Exercise description
Repeat the listing beneath this line exactly, keeping every character.

Segment Start: Extracted information

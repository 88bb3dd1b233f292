use std::path::Path;
use tracing_subscriber::{fmt, layer::SubscriberExt, util::SubscriberInitExt, EnvFilter, Layer};

/// Installs the global subscriber: stderr plus a daily file in `log_dir`
/// when one is given. Call once near the start of `main`.
pub fn init_tracing(default_level: &str, log_dir: Option<&Path>) {
    let filter = || {
        EnvFilter::try_from_default_env()
            .or_else(|_| EnvFilter::try_new(default_level))
            .unwrap_or_else(|_| EnvFilter::new("info"))
    };

    let stderr_layer = fmt::layer()
        .with_writer(std::io::stderr)
        .with_target(false)
        .with_filter(filter());

    let file_layer = log_dir
        .filter(|dir| std::fs::create_dir_all(dir).is_ok())
        .map(|dir| {
            fmt::layer()
                .with_writer(tracing_appender::rolling::daily(dir, "folio.log"))
                .with_ansi(false)
                .with_filter(filter())
        });

    if tracing_subscriber::registry()
        .with(stderr_layer)
        .with(file_layer)
        .try_init()
        .is_err()
    {
        tracing::debug!("tracing subscriber already installed");
    }
}
// Error type shared by the navigation and favorites core

use std::io;
use std::path::PathBuf;
use thiserror::Error;

#[derive(Debug, Error)]
pub enum ExplorerError {
    /// The path failed the existence check. Callers treat this as a no-op.
    #[error("Path does not exist: {0:?}")]
    InvalidPath(PathBuf),

    /// Favorites file could not be read or written.
    #[error("Favorites file {path:?} unavailable: {source}")]
    PersistenceUnavailable {
        path: PathBuf,
        #[source]
        source: io::Error,
    },

    #[error("Serialization error: {0}")]
    Serde(#[from] serde_json::Error),

    #[error("Config parse error: {0}")]
    ConfigParse(#[from] toml::de::Error),

    #[error("Config serialize error: {0}")]
    ConfigSerialize(#[from] toml::ser::Error),

    #[error("Could not determine config directory")]
    ConfigDirUnavailable,

    #[error("I/O error: {0}")]
    Io(#[from] io::Error),
}

pub type Result<T> = std::result::Result<T, ExplorerError>;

Segment End: Extracted information

Exercise output
repository 88bb3dd1b233f292
use std::path::Path;
use tracing_subscriber::{fmt, layer::SubscriberExt, util::SubscriberInitExt, EnvFilter, Layer};

/// Installs the global subscriber: stderr plus a daily file in `log_dir`
/// when one is given. Call once near the start of `main`.
pub fn init_tracing(default_level: &str, log_dir: Option<&Path>) {
    let filter = || {
        EnvFilter::try_from_default_env()
            .or_else(|_| EnvFilter::try_new(default_level))
            .unwrap_or_else(|_| EnvFilter::new("info"))
    };

    let stderr_layer = fmt::layer()
        .with_writer(std::io::stderr)
        .with_target(false)
        .with_filter(filter());

    let file_layer = log_dir
        .filter(|dir| std::fs::create_dir_all(dir).is_ok())
        .map(|dir| {
            fmt::layer()
                .with_writer(tracing_appender::rolling::daily(dir, "folio.log"))
                .with_ansi(false)
                .with_filter(filter())
        });

    if tracing_subscriber::registry()
        .with(stderr_layer)
        .with(file_layer)
        .try_init()
        .is_err()
    {
        tracing::debug!("tracing subscriber already installed");
    }
}
// Error type shared by the navigation and favorites core

use std::io;
use std::path::PathBuf;
use thiserror::Error;

#[derive(Debug, Error)]
pub enum ExplorerError {
    /// The path failed the existence check. Callers treat this as a no-op.
    #[error("Path does not exist: {0:?}")]
    InvalidPath(PathBuf),

    /// Favorites file could not be read or written.
    #[error("Favorites file {path:?} unavailable: {source}")]
    PersistenceUnavailable {
        path: PathBuf,
        #[source]
        source: io::Error,
    },

    #[error("Serialization error: {0}")]
    Serde(#[from] serde_json::Error),

    #[error("Config parse error: {0}")]
    ConfigParse(#[from] toml::de::Error),

    #[error("Config serialize error: {0}")]
    ConfigSerialize(#[from] toml::ser::Error),

    #[error("Could not determine config directory")]
    ConfigDirUnavailable,

    #[error("I/O error: {0}")]
    Io(#[from] io::Error),
}

pub type Result<T> = std::result::Result<T, ExplorerError>;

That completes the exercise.